====== Data provided ======
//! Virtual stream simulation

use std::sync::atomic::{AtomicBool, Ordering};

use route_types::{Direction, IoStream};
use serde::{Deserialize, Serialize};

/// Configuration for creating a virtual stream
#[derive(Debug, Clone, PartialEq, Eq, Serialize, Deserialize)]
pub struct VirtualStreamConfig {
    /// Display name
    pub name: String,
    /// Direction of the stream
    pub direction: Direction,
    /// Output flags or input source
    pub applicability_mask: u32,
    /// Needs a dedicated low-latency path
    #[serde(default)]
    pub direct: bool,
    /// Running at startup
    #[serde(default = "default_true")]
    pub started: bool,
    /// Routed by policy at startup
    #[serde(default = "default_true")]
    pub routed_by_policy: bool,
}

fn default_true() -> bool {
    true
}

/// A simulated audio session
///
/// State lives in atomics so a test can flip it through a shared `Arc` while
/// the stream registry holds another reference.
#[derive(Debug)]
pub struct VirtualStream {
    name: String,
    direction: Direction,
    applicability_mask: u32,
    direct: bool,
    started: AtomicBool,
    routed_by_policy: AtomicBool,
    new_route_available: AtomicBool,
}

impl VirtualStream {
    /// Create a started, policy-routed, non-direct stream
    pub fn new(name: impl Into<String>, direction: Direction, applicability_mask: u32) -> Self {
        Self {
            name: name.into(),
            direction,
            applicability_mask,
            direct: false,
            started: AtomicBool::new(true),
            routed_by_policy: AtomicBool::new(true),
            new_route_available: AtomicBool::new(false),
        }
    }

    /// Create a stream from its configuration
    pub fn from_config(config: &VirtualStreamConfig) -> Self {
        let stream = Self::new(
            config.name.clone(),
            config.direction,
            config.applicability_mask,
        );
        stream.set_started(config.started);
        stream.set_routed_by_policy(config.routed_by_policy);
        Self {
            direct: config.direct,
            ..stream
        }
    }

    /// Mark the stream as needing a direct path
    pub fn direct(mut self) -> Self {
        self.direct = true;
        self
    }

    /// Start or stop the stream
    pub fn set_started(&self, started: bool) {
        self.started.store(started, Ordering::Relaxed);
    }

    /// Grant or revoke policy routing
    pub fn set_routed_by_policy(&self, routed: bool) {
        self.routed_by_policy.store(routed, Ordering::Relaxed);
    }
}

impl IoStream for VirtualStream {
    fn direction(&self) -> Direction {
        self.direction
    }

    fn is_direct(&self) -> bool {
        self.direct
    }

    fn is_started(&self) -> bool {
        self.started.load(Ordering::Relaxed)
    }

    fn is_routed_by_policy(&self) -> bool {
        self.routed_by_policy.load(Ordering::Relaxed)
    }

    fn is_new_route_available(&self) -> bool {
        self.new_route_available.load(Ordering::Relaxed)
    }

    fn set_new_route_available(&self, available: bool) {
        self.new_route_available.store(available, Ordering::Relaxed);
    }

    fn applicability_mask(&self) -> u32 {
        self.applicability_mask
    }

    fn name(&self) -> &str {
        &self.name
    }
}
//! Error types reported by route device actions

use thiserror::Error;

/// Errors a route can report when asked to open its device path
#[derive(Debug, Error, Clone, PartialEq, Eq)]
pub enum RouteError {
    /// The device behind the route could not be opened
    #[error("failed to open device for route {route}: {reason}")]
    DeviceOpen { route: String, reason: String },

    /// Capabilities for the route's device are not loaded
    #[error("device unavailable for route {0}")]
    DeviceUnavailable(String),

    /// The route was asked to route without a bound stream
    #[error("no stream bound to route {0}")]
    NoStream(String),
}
======
§ Work request: In the entries above, find every line holding the word "AtomicBool" and copy it out.

§ Task result:
use std::sync::atomic::{AtomicBool, Ordering};
    started: AtomicBool,
    routed_by_policy: AtomicBool,
    new_route_available: AtomicBool,
            started: AtomicBool::new(true),
            routed_by_policy: AtomicBool::new(true),
            new_route_available: AtomicBool::new(false),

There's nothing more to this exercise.